## ASSIGNED TASK
Check each line of the material for "labels" and report how many lines have it, with nothing added.

## RECORDS SHOWN
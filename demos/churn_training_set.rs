//! Churn-model training set example
//!
//! This example demonstrates:
//! - Building a FeatureClient from a YAML feature spec
//! - Loading raw source tables and building the exploratory training frame
//! - Materializing feature tables and registering a dimension table
//! - Assembling the same training set through point-in-time lookups

use chrono::{TimeZone, Utc};
use featuremill_core::{Frame, Row, Value};
use featuremill_sdk::{FeatureClient, FeatureLookup};

const CHURN_SPEC: &str = r#"
version: "0.1"

source_tables:
  - name: dbu
    entity_key: customer_id
    timestamp_key: date
  - name: customer_support
    entity_key: customer_id
    timestamp_key: date
  - name: customers
    entity_key: customer_id
  - name: renewal_eol
    entity_key: customer_id
    timestamp_key: observation_date

feature_tables:
  - name: dbu_growth
    source: dbu
    entity_key: customer_id
    timestamp_key: observation_date
    features:
      - name: sql_dbu_growth
        derivation: windowed_growth
        source_column: sql_dbu
        window_lengths: [3, 6]
      - name: job_dbu_growth
        derivation: windowed_growth
        source_column: job_dbu
        window_lengths: [3, 6]
  - name: customer_service_calls
    source: customer_support
    entity_key: customer_id
    timestamp_key: observation_date
    features:
      - name: customer_service_count
        derivation: trailing_count
        window_length: 6

dimension_tables:
  - name: customers
    entity_key: customer_id
    features: [tier]

label:
  table: renewal_eol
  entity_key: customer_id
  timestamp_key: observation_date
  label_column: commit
"#;

fn row(pairs: Vec<(&str, Value)>) -> Row {
    pairs.into_iter().map(|(k, v)| (k.to_string(), v)).collect()
}

fn print_frame(df: &Frame) {
    println!("  columns: {}", df.columns().join(", "));
    for record in df.rows() {
        let cells: Vec<String> = df
            .columns()
            .iter()
            .map(|c| match record.get(c) {
                Some(Value::Null) | None => "null".to_string(),
                Some(Value::Number(n)) => format!("{:.2}", n),
                Some(Value::String(s)) => s.clone(),
                Some(Value::Timestamp(ts)) => ts.date_naive().to_string(),
                Some(Value::Bool(b)) => b.to_string(),
            })
            .collect();
        println!("  {}", cells.join(" | "));
    }
}

#[tokio::main]
async fn main() -> anyhow::Result<()> {
    tracing_subscriber::fmt()
        .with_env_filter(tracing_subscriber::EnvFilter::from_default_env())
        .init();

    println!("=== Churn Training Set Example ===\n");

    let client = FeatureClient::builder()
        .with_spec_content(CHURN_SPEC)
        .build()?;

    // Seed raw source tables (the notebook reads these with SQL)
    let mut dbu = Vec::new();
    for (year, month, sql, job) in [
        (2022, 11, 100.0, 50.0),
        (2022, 12, 105.0, 50.0),
        (2023, 1, 110.0, 52.0),
        (2023, 2, 118.0, 51.0),
        (2023, 3, 126.0, 53.0),
        (2023, 4, 140.0, 52.0),
        (2023, 5, 160.0, 54.0),
    ] {
        dbu.push(row(vec![
            ("customer_id", Value::from(7i64)),
            ("date", Value::Timestamp(Utc.with_ymd_and_hms(year, month, 15, 0, 0, 0).unwrap())),
            ("sql_dbu", Value::Number(sql)),
            ("job_dbu", Value::Number(job)),
        ]));
    }
    client.load_source_table("dbu", dbu).await?;

    client
        .load_source_table(
            "customer_support",
            vec![
                row(vec![
                    ("customer_id", Value::from(7i64)),
                    ("date", Value::Timestamp(Utc.with_ymd_and_hms(2023, 4, 3, 0, 0, 0).unwrap())),
                ]),
                row(vec![
                    ("customer_id", Value::from(7i64)),
                    ("date", Value::Timestamp(Utc.with_ymd_and_hms(2023, 5, 9, 0, 0, 0).unwrap())),
                ]),
            ],
        )
        .await?;

    client
        .load_source_table(
            "customers",
            vec![row(vec![
                ("customer_id", Value::from(7i64)),
                ("tier", Value::from("enterprise")),
            ])],
        )
        .await?;

    client
        .load_source_table(
            "renewal_eol",
            vec![row(vec![
                ("customer_id", Value::from(7i64)),
                ("observation_date", Value::Timestamp(Utc.with_ymd_and_hms(2023, 6, 1, 0, 0, 0).unwrap())),
                ("commit", Value::from(0i64)),
            ])],
        )
        .await?;

    // Exploratory path: flat training frame straight from the spec
    println!("Exploratory training data set:");
    let df = client.build_training_data_set().await?;
    print_frame(&df);

    // Feature-store path: materialize, register, then join as-of
    let report = client.build_feature_table("dbu_growth", false).await?;
    println!(
        "\nMaterialized {} ({} rows)",
        report.table, report.rows_total
    );
    let report = client
        .build_feature_table("customer_service_calls", false)
        .await?;
    println!("Materialized {} ({} rows)", report.table, report.rows_total);
    client.register_dimension_table("customers").await?;
    println!("Registered dimension table customers");

    let lookups = vec![
        FeatureLookup::new(
            "dbu_growth",
            vec![
                "sql_dbu_growth_window_length_3".to_string(),
                "sql_dbu_growth_window_length_6".to_string(),
                "job_dbu_growth_window_length_3".to_string(),
                "job_dbu_growth_window_length_6".to_string(),
            ],
            "customer_id",
        )
        .with_timestamp_lookup_key("observation_date"),
        FeatureLookup::new(
            "customer_service_calls",
            vec!["customer_service_count".to_string()],
            "customer_id",
        )
        .with_timestamp_lookup_key("observation_date"),
        FeatureLookup::new("customers", vec!["tier".to_string()], "customer_id"),
    ];

    let labels = client.label_frame().await?;
    let training_set = client.create_training_set(labels, lookups, "commit").await?;
    let df = training_set.load_df().await?;

    println!("\nTraining set from the feature store:");
    print_frame(&df);

    Ok(())
}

## RESPONSE TO THIS TASK
2